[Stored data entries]
---

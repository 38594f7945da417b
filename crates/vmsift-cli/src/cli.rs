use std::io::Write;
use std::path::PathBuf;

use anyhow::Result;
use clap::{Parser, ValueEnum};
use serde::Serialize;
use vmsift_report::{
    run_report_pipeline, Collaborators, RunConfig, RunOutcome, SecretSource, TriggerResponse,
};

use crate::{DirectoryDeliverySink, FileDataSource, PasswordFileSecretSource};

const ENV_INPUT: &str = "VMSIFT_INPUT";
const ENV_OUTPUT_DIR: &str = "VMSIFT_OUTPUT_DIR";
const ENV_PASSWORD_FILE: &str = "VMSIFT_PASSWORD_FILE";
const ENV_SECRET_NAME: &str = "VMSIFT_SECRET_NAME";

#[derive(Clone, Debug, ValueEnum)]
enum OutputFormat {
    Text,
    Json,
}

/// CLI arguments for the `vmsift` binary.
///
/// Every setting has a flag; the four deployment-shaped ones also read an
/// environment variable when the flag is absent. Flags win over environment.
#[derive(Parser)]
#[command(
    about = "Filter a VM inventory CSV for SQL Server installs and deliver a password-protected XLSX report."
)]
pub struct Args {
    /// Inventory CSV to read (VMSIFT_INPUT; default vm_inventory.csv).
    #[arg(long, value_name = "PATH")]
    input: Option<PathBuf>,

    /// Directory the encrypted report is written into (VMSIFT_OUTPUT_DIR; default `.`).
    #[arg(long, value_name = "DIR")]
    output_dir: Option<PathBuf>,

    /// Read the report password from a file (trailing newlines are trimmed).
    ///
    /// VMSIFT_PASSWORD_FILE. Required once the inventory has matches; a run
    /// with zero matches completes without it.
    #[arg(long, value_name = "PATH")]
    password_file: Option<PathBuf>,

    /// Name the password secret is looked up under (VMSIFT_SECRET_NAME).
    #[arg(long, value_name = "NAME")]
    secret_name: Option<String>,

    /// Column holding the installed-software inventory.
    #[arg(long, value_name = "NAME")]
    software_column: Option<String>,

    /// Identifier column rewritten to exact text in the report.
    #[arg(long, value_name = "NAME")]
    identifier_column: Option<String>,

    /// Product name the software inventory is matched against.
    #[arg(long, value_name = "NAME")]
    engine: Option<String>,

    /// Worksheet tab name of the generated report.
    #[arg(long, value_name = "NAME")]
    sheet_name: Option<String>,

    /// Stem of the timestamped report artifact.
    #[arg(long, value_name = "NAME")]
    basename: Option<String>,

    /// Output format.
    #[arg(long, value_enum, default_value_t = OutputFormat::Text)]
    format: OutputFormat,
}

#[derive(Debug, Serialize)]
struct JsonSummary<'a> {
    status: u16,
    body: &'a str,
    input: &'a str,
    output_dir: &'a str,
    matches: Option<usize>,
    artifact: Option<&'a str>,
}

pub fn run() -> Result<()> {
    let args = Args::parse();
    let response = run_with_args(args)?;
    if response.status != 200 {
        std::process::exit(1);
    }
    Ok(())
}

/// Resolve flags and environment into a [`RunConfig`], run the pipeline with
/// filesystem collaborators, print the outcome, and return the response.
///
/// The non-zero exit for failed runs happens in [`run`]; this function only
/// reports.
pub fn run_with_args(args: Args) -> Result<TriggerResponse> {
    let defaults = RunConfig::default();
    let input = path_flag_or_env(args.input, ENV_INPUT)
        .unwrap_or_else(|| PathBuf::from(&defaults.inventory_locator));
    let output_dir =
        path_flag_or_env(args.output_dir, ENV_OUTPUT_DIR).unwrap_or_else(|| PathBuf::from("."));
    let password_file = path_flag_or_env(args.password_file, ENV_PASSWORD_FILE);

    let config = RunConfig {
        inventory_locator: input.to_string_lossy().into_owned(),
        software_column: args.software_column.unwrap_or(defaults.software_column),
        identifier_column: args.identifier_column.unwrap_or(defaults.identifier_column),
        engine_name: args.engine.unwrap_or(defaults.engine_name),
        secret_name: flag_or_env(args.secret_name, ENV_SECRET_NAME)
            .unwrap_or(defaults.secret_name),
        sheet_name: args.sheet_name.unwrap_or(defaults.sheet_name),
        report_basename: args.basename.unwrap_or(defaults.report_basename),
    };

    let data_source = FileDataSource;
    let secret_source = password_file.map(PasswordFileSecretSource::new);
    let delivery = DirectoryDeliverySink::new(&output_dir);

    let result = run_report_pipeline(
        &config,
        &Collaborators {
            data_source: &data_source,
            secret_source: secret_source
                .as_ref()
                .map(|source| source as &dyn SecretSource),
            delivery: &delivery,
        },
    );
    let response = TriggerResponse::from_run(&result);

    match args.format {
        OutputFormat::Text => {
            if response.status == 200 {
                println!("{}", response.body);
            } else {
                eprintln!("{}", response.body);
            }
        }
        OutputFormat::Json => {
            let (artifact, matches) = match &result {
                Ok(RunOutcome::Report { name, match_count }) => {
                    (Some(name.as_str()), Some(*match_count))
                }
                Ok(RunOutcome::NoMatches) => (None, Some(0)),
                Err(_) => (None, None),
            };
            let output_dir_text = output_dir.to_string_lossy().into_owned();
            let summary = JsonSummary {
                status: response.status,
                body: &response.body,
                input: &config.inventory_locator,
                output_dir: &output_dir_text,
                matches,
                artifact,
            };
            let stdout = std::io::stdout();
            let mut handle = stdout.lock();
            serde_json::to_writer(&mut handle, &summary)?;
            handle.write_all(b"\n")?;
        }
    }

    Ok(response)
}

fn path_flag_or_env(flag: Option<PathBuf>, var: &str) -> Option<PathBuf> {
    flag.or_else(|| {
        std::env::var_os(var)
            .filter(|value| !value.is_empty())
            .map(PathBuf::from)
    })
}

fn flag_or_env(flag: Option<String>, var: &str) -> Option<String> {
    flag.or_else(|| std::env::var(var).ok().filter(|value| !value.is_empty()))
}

---

- BRIEF
Exactly as given, restate all the lines above.

- ANSWER TO THIS EXERCISE
repository 38594f7945da417b
filename crates/vmsift-cli/src/cli.rs
use std::io::Write;
use std::path::PathBuf;

use anyhow::Result;
use clap::{Parser, ValueEnum};
use serde::Serialize;
use vmsift_report::{
    run_report_pipeline, Collaborators, RunConfig, RunOutcome, SecretSource, TriggerResponse,
};

use crate::{DirectoryDeliverySink, FileDataSource, PasswordFileSecretSource};

const ENV_INPUT: &str = "VMSIFT_INPUT";
const ENV_OUTPUT_DIR: &str = "VMSIFT_OUTPUT_DIR";
const ENV_PASSWORD_FILE: &str = "VMSIFT_PASSWORD_FILE";
const ENV_SECRET_NAME: &str = "VMSIFT_SECRET_NAME";

#[derive(Clone, Debug, ValueEnum)]
enum OutputFormat {
    Text,
    Json,
}

/// CLI arguments for the `vmsift` binary.
///
/// Every setting has a flag; the four deployment-shaped ones also read an
/// environment variable when the flag is absent. Flags win over environment.
#[derive(Parser)]
#[command(
    about = "Filter a VM inventory CSV for SQL Server installs and deliver a password-protected XLSX report."
)]
pub struct Args {
    /// Inventory CSV to read (VMSIFT_INPUT; default vm_inventory.csv).
    #[arg(long, value_name = "PATH")]
    input: Option<PathBuf>,

    /// Directory the encrypted report is written into (VMSIFT_OUTPUT_DIR; default `.`).
    #[arg(long, value_name = "DIR")]
    output_dir: Option<PathBuf>,

    /// Read the report password from a file (trailing newlines are trimmed).
    ///
    /// VMSIFT_PASSWORD_FILE. Required once the inventory has matches; a run
    /// with zero matches completes without it.
    #[arg(long, value_name = "PATH")]
    password_file: Option<PathBuf>,

    /// Name the password secret is looked up under (VMSIFT_SECRET_NAME).
    #[arg(long, value_name = "NAME")]
    secret_name: Option<String>,

    /// Column holding the installed-software inventory.
    #[arg(long, value_name = "NAME")]
    software_column: Option<String>,

    /// Identifier column rewritten to exact text in the report.
    #[arg(long, value_name = "NAME")]
    identifier_column: Option<String>,

    /// Product name the software inventory is matched against.
    #[arg(long, value_name = "NAME")]
    engine: Option<String>,

    /// Worksheet tab name of the generated report.
    #[arg(long, value_name = "NAME")]
    sheet_name: Option<String>,

    /// Stem of the timestamped report artifact.
    #[arg(long, value_name = "NAME")]
    basename: Option<String>,

    /// Output format.
    #[arg(long, value_enum, default_value_t = OutputFormat::Text)]
    format: OutputFormat,
}

#[derive(Debug, Serialize)]
struct JsonSummary<'a> {
    status: u16,
    body: &'a str,
    input: &'a str,
    output_dir: &'a str,
    matches: Option<usize>,
    artifact: Option<&'a str>,
}

pub fn run() -> Result<()> {
    let args = Args::parse();
    let response = run_with_args(args)?;
    if response.status != 200 {
        std::process::exit(1);
    }
    Ok(())
}

/// Resolve flags and environment into a [`RunConfig`], run the pipeline with
/// filesystem collaborators, print the outcome, and return the response.
///
/// The non-zero exit for failed runs happens in [`run`]; this function only
/// reports.
pub fn run_with_args(args: Args) -> Result<TriggerResponse> {
    let defaults = RunConfig::default();
    let input = path_flag_or_env(args.input, ENV_INPUT)
        .unwrap_or_else(|| PathBuf::from(&defaults.inventory_locator));
    let output_dir =
        path_flag_or_env(args.output_dir, ENV_OUTPUT_DIR).unwrap_or_else(|| PathBuf::from("."));
    let password_file = path_flag_or_env(args.password_file, ENV_PASSWORD_FILE);

    let config = RunConfig {
        inventory_locator: input.to_string_lossy().into_owned(),
        software_column: args.software_column.unwrap_or(defaults.software_column),
        identifier_column: args.identifier_column.unwrap_or(defaults.identifier_column),
        engine_name: args.engine.unwrap_or(defaults.engine_name),
        secret_name: flag_or_env(args.secret_name, ENV_SECRET_NAME)
            .unwrap_or(defaults.secret_name),
        sheet_name: args.sheet_name.unwrap_or(defaults.sheet_name),
        report_basename: args.basename.unwrap_or(defaults.report_basename),
    };

    let data_source = FileDataSource;
    let secret_source = password_file.map(PasswordFileSecretSource::new);
    let delivery = DirectoryDeliverySink::new(&output_dir);

    let result = run_report_pipeline(
        &config,
        &Collaborators {
            data_source: &data_source,
            secret_source: secret_source
                .as_ref()
                .map(|source| source as &dyn SecretSource),
            delivery: &delivery,
        },
    );
    let response = TriggerResponse::from_run(&result);

    match args.format {
        OutputFormat::Text => {
            if response.status == 200 {
                println!("{}", response.body);
            } else {
                eprintln!("{}", response.body);
            }
        }
        OutputFormat::Json => {
            let (artifact, matches) = match &result {
                Ok(RunOutcome::Report { name, match_count }) => {
                    (Some(name.as_str()), Some(*match_count))
                }
                Ok(RunOutcome::NoMatches) => (None, Some(0)),
                Err(_) => (None, None),
            };
            let output_dir_text = output_dir.to_string_lossy().into_owned();
            let summary = JsonSummary {
                status: response.status,
                body: &response.body,
                input: &config.inventory_locator,
                output_dir: &output_dir_text,
                matches,
                artifact,
            };
            let stdout = std::io::stdout();
            let mut handle = stdout.lock();
            serde_json::to_writer(&mut handle, &summary)?;
            handle.write_all(b"\n")?;
        }
    }

    Ok(response)
}

fn path_flag_or_env(flag: Option<PathBuf>, var: &str) -> Option<PathBuf> {
    flag.or_else(|| {
        std::env::var_os(var)
            .filter(|value| !value.is_empty())
            .map(PathBuf::from)
    })
}

fn flag_or_env(flag: Option<String>, var: &str) -> Option<String> {
    flag.or_else(|| std::env::var(var).ok().filter(|value| !value.is_empty()))
}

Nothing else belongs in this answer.